* **EXERCISE BRIEF**:
Each line from the first down to the one containing "use crate::utils::validate::validate_student_form;" should be returned exactly as it appears below.

• • • •

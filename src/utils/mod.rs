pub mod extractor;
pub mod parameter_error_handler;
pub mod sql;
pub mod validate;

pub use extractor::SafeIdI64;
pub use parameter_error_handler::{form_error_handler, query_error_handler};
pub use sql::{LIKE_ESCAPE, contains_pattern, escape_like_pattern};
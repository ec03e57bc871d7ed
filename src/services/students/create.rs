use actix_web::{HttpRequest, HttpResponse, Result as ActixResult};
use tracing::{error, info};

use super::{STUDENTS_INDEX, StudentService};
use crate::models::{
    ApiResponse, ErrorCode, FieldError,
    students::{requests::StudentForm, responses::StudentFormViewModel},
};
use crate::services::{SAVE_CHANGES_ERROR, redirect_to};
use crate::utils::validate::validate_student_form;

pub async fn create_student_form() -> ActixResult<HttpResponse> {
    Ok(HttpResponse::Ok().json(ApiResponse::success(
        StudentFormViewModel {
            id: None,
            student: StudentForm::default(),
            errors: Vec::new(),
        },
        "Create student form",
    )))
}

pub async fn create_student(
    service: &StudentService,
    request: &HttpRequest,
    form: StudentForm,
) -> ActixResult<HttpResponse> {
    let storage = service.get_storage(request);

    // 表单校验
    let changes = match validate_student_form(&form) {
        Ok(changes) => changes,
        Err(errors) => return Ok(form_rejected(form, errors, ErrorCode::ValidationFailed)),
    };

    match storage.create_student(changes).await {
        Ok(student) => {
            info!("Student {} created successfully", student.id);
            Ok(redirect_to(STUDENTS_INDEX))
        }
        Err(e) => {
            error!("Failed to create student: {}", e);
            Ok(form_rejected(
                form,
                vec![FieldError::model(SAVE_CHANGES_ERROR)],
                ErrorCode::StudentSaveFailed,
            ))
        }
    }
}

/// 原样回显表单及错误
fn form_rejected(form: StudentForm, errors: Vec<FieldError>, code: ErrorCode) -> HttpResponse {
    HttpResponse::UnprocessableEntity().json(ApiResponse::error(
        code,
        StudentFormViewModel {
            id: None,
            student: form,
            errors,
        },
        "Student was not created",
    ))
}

• • • •

* **EXERCISE RESULT**:
filename src/utils/mod.rs
pub mod extractor;
pub mod parameter_error_handler;
pub mod sql;
pub mod validate;

pub use extractor::SafeIdI64;
pub use parameter_error_handler::{form_error_handler, query_error_handler};
pub use sql::{LIKE_ESCAPE, contains_pattern, escape_like_pattern};
repository ec03e57bc871d7ed
filename src/services/students/create.rs
use actix_web::{HttpRequest, HttpResponse, Result as ActixResult};
use tracing::{error, info};

use super::{STUDENTS_INDEX, StudentService};
use crate::models::{
    ApiResponse, ErrorCode, FieldError,
    students::{requests::StudentForm, responses::StudentFormViewModel},
};
use crate::services::{SAVE_CHANGES_ERROR, redirect_to};
use crate::utils::validate::validate_student_form;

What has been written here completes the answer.